Company Briefs: Deliveroo


Food-delivery company Deliveroo has kicked off an initial public offering in London that could raise billions of pounds.

The start-up plans to raise capital by selling new stock, while existing holders also will sell shares, according to a statement yesterday.

The firm was valued at more than US$7 billion (S$9.4 billion) in its latest funding round. It will list with a dual-class share structure, effective for three years. As such, the stock is ineligible for the London Stock Exchange's premium segment and cannot be included in benchmark indexes such as the FTSE 100.


JD Technology

The fintech unit of Chinese e-commerce giant, JD Technology, is likely to withdraw its application for an initial public offering on Shanghai's technology-heavy Star Market, the South China Morning Post reported yesterday.

JD Technology, formerly called JD Digits, was renamed after absorbing's artificial intelligence and cloud businesses earlier this year.

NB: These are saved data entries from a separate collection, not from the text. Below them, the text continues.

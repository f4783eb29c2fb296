//! Workload Sidecar egress maintenance
//!
//! Local callers only reach a global FQDN if their namespace Sidecar lists
//! it as an egress host. After writing a source cluster, the updater
//! appends `<namespace>/<fqdn>` entries for every dependency to the
//! conventional workload Sidecar of each caller namespace. Hosts already
//! present are never duplicated.

use std::collections::HashMap;
use std::sync::Arc;

use tracing::{debug, info};

use flotilla_common::Result;

use crate::api::ClusterApi;
use crate::cache::SidecarEgress;

/// Merge the egress entries into an existing host list.
///
/// Produces the full new list: existing hosts in their original order,
/// missing `<ns>/<fqdn>` and `<ns>/<cname>` entries appended in sorted
/// order. Re-running with the same inputs returns the list unchanged.
pub fn merge_egress_hosts(
    existing: &[String],
    egress_map: &HashMap<String, SidecarEgress>,
) -> Vec<String> {
    let mut wanted: Vec<String> = Vec::new();
    for egress in egress_map.values() {
        wanted.push(format!("{}/{}", egress.namespace, egress.fqdn));
        for cname in &egress.cnames {
            wanted.push(format!("{}/{}", egress.namespace, cname));
        }
    }
    wanted.sort();
    wanted.dedup();

    let mut merged = existing.to_vec();
    for host in wanted {
        if !merged.contains(&host) {
            merged.push(host);
        }
    }
    merged
}

/// Append dependency egress hosts to the workload Sidecar of a namespace.
///
/// Skips silently when the Sidecar is absent or carries no egress
/// listener, and when the merge changes nothing.
pub async fn update_workload_sidecar(
    api: &Arc<dyn ClusterApi>,
    namespace: &str,
    sidecar_name: &str,
    egress_map: &HashMap<String, SidecarEgress>,
) -> Result<()> {
    if egress_map.is_empty() {
        return Ok(());
    }

    let Some(mut sidecar) = api.get_sidecar(namespace, sidecar_name).await? else {
        debug!(namespace = %namespace, name = %sidecar_name, "no workload sidecar, skipping egress update");
        return Ok(());
    };

    let Some(listener) = sidecar.spec.egress.first_mut() else {
        debug!(namespace = %namespace, name = %sidecar_name, "sidecar has no egress listener, skipping");
        return Ok(());
    };

    let merged = merge_egress_hosts(&listener.hosts, egress_map);
    if merged == listener.hosts {
        return Ok(());
    }

    let added = merged.len() - listener.hosts.len();
    listener.hosts = merged;

    api.update_sidecar(namespace, &sidecar).await?;
    info!(namespace = %namespace, name = %sidecar_name, added, "appended sidecar egress hosts");
    Ok(())
}
//! Error types for the Flotilla control plane
//!
//! Errors are structured with fields to aid debugging in production.
//! Each error variant includes contextual information like hostnames,
//! field paths, and underlying causes.

use thiserror::Error;

/// Main error type for Flotilla operations
#[derive(Debug, Error)]
pub enum Error {
    /// Kubernetes API error
    #[error("kubernetes error: {source}")]
    Kube {
        /// The underlying kube-rs error
        #[from]
        source: kube::Error,
    },

    /// VIP allocation error against the address-store ConfigMap
    #[error("address allocation error for {se_name}: {message}")]
    Allocation {
        /// ServiceEntry name the address was requested for
        se_name: String,
        /// Description of what failed
        message: String,
    },

    /// Validation error for configuration or persisted state
    #[error("validation error: {message}")]
    Validation {
        /// Description of what's invalid
        message: String,
        /// The invalid field path (e.g., "entryAddresses")
        field: Option<String>,
    },

    /// Serialization/deserialization error
    #[error("serialization error: {message}")]
    Serialization {
        /// Description of what failed
        message: String,
        /// The resource kind being serialized (if known)
        kind: Option<String>,
    },

    /// Internal/operational error
    #[error("internal error [{context}]: {message}")]
    Internal {
        /// Description of what failed
        message: String,
        /// Context where the error occurred (e.g., "resolver", "writer")
        context: String,
    },
}

impl Error {
    /// Create an allocation error for a ServiceEntry name
    pub fn allocation(se_name: impl Into<String>, msg: impl Into<String>) -> Self {
        Self::Allocation {
            se_name: se_name.into(),
            message: msg.into(),
        }
    }

    /// Create a validation error with a field path
    pub fn validation_for_field(field: impl Into<String>, msg: impl Into<String>) -> Self {
        Self::Validation {
            message: msg.into(),
            field: Some(field.into()),
        }
    }

    /// Create a serialization error with resource kind context
    pub fn serialization_for_kind(kind: impl Into<String>, msg: impl Into<String>) -> Self {
        Self::Serialization {
            message: msg.into(),
            kind: Some(kind.into()),
        }
    }

    /// Create an internal error with context
    pub fn internal_with_context(context: impl Into<String>, msg: impl Into<String>) -> Self {
        Self::Internal {
            message: msg.into(),
            context: context.into(),
        }
    }

    /// Check if this error is retryable
    ///
    /// Validation and serialization errors are not retryable (require a fix).
    /// Allocation errors are retried in-line by the allocation path.
    /// Kubernetes errors depend on the status code: 4xx (conflict excepted)
    /// means the request itself is wrong and a retry cannot help.
    pub fn is_retryable(&self) -> bool {
        match self {
            Error::Kube { source } => !matches!(
                source,
                kube::Error::Api(ae) if (400..500).contains(&ae.code) && ae.code != 409
            ),
            Error::Allocation { .. } => true,
            Error::Validation { .. } => false,
            Error::Serialization { .. } => false,
            Error::Internal { .. } => true,
        }
    }

    /// Whether this is a Kubernetes optimistic-concurrency conflict.
    /// The writer demotes conflicts to a debug log; the losing write is
    /// re-driven by the next watcher event, not retried in-line.
    pub fn is_conflict(&self) -> bool {
        matches!(self, Error::Kube { source: kube::Error::Api(ae) } if ae.code == 409)
    }
}

#[cfg(test)]
mod tests {
    use super::*;
    use kube::core::ErrorResponse;

    fn kube_api_error(code: u16) -> Error {
        Error::from(kube::Error::Api(ErrorResponse {
            status: "Failure".to_string(),
            message: "test".to_string(),
            reason: "test".to_string(),
            code,
        }))
    }

    #[test]
    fn allocation_errors_are_retryable() {
        let err = Error::allocation("stage.greeting.global-se", "configmap write conflict");
        assert!(err.is_retryable());
        assert!(err.to_string().contains("stage.greeting.global-se"));
    }

    #[test]
    fn validation_errors_are_not_retryable() {
        let err = Error::validation_for_field("entryAddresses", "duplicate VIP 240.0.10.1");
        assert!(!err.is_retryable());
        match &err {
            Error::Validation { field, .. } => {
                assert_eq!(field.as_deref(), Some("entryAddresses"));
            }
            _ => panic!("Expected Validation variant"),
        }
    }

    #[test]
    fn serialization_errors_carry_kind() {
        let err = Error::serialization_for_kind("ServiceEntry", "missing field `hosts`");
        match &err {
            Error::Serialization { kind, .. } => {
                assert_eq!(kind.as_deref(), Some("ServiceEntry"));
            }
            _ => panic!("Expected Serialization variant"),
        }
        assert!(!err.is_retryable());
    }

    #[test]
    fn internal_errors_carry_context() {
        let err = Error::internal_with_context("writer", "cluster disappeared mid-write");
        assert!(err.is_retryable());
        assert!(err.to_string().contains("[writer]"));
    }

    #[test]
    fn conflicts_are_retryable_and_detected() {
        let conflict = kube_api_error(409);
        assert!(conflict.is_conflict());
        assert!(conflict.is_retryable());
    }

    #[test]
    fn client_errors_are_neither_conflicts_nor_retryable() {
        let not_found = kube_api_error(404);
        assert!(!not_found.is_conflict());
        assert!(!not_found.is_retryable());

        let server_error = kube_api_error(500);
        assert!(!server_error.is_conflict());
        assert!(server_error.is_retryable());
    }
}
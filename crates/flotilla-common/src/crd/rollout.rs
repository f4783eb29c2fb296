//! Argo Rollout subset (`argoproj.io/v1alpha1`)
//!
//! Only the fields the reconciler reads: pod template identity labels,
//! the Service selector, the progressive-delivery strategy, and the canary
//! traffic weights reported in status.

use std::collections::BTreeMap;

use kube::CustomResource;
use schemars::JsonSchema;
use serde::{Deserialize, Serialize};

/// Spec subset of an Argo Rollout
#[derive(CustomResource, Clone, Debug, Default, Deserialize, Serialize, JsonSchema, PartialEq)]
#[kube(
    group = "argoproj.io",
    version = "v1alpha1",
    kind = "Rollout",
    plural = "rollouts",
    namespaced,
    status = "RolloutStatus"
)]
#[serde(rename_all = "camelCase")]
pub struct RolloutSpec {
    /// Pod selector
    #[serde(default, skip_serializing_if = "Option::is_none")]
    pub selector: Option<RolloutSelector>,

    /// Pod template (labels and annotations only)
    #[serde(default, skip_serializing_if = "Option::is_none")]
    pub template: Option<RolloutPodTemplate>,

    /// Progressive-delivery strategy
    #[serde(default)]
    pub strategy: RolloutStrategy,
}

/// Label selector of a Rollout
#[derive(Clone, Debug, Default, Deserialize, Serialize, JsonSchema, PartialEq)]
#[serde(rename_all = "camelCase")]
pub struct RolloutSelector {
    /// Labels pods must carry
    #[serde(default)]
    pub match_labels: BTreeMap<String, String>,
}

/// Pod template subset
#[derive(Clone, Debug, Default, Deserialize, Serialize, JsonSchema, PartialEq)]
#[serde(rename_all = "camelCase")]
pub struct RolloutPodTemplate {
    /// Pod metadata
    #[serde(default)]
    pub metadata: RolloutPodMeta,
}

/// Pod template metadata subset
#[derive(Clone, Debug, Default, Deserialize, Serialize, JsonSchema, PartialEq)]
#[serde(rename_all = "camelCase")]
pub struct RolloutPodMeta {
    /// Pod labels
    #[serde(default)]
    pub labels: BTreeMap<String, String>,
    /// Pod annotations
    #[serde(default)]
    pub annotations: BTreeMap<String, String>,
}

/// Progressive-delivery strategy; exactly one branch is set in practice
#[derive(Clone, Debug, Default, Deserialize, Serialize, JsonSchema, PartialEq)]
#[serde(rename_all = "camelCase")]
pub struct RolloutStrategy {
    /// BlueGreen: one active Service, optionally one preview Service
    #[serde(default, skip_serializing_if = "Option::is_none")]
    pub blue_green: Option<BlueGreenStrategy>,

    /// Canary: a stable and a canary Service with shifting weights
    #[serde(default, skip_serializing_if = "Option::is_none")]
    pub canary: Option<CanaryStrategy>,
}

/// BlueGreen strategy fields
#[derive(Clone, Debug, Default, Deserialize, Serialize, JsonSchema, PartialEq)]
#[serde(rename_all = "camelCase")]
pub struct BlueGreenStrategy {
    /// Service receiving live traffic
    pub active_service: String,

    /// Service exposing the next version for preview
    #[serde(default, skip_serializing_if = "Option::is_none")]
    pub preview_service: Option<String>,
}

/// Canary strategy fields
#[derive(Clone, Debug, Default, Deserialize, Serialize, JsonSchema, PartialEq)]
#[serde(rename_all = "camelCase")]
pub struct CanaryStrategy {
    /// Service pinned to the stable ReplicaSet
    #[serde(default, skip_serializing_if = "Option::is_none")]
    pub stable_service: Option<String>,

    /// Service pinned to the canary ReplicaSet
    #[serde(default, skip_serializing_if = "Option::is_none")]
    pub canary_service: Option<String>,
}

/// Status subset of an Argo Rollout
#[derive(Clone, Debug, Default, Deserialize, Serialize, JsonSchema, PartialEq)]
#[serde(rename_all = "camelCase")]
pub struct RolloutStatus {
    /// Canary progress
    #[serde(default, skip_serializing_if = "Option::is_none")]
    pub canary: Option<CanaryStatus>,
}

/// Canary status subset
#[derive(Clone, Debug, Default, Deserialize, Serialize, JsonSchema, PartialEq)]
#[serde(rename_all = "camelCase")]
pub struct CanaryStatus {
    /// Current traffic weights
    #[serde(default, skip_serializing_if = "Option::is_none")]
    pub weights: Option<CanaryWeights>,
}

/// Current canary/stable traffic split
#[derive(Clone, Debug, Default, Deserialize, Serialize, JsonSchema, PartialEq)]
#[serde(rename_all = "camelCase")]
pub struct CanaryWeights {
    /// Weight routed to the canary Service
    #[serde(default, skip_serializing_if = "Option::is_none")]
    pub canary: Option<WeightDestination>,

    /// Weight routed to the stable Service
    #[serde(default, skip_serializing_if = "Option::is_none")]
    pub stable: Option<WeightDestination>,
}

/// A Service and its traffic weight
#[derive(Clone, Debug, Default, Deserialize, Serialize, JsonSchema, PartialEq)]
#[serde(rename_all = "camelCase")]
pub struct WeightDestination {
    /// Target Service name
    #[serde(default)]
    pub service_name: String,
    /// Traffic weight (0–100)
    #[serde(default)]
    pub weight: i32,
}

impl Rollout {
    /// Whether this rollout uses the BlueGreen strategy
    pub fn is_blue_green(&self) -> bool {
        self.spec.strategy.blue_green.is_some()
    }
}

It is considering withdrawing the listing because of "changing business circumstances" after China halted Ant Group's massive stock offering in November, the Post said, citing two anonymous sources.



Innopac Holdings has clarified that its application to be placed under judicial management (JM) has been dismissed as a result of an unsuccessful bid to adjourn a court hearing.

The mainboard-listed company made this clarification in a bourse filing on Saturday following an update on Feb 24, when it said only that its attempt to adjourn the hearing for the JM application was unsuccessful.

Innopac also noted on Saturday that the company can "resubmit a fresh JM application in the future if the situation requires".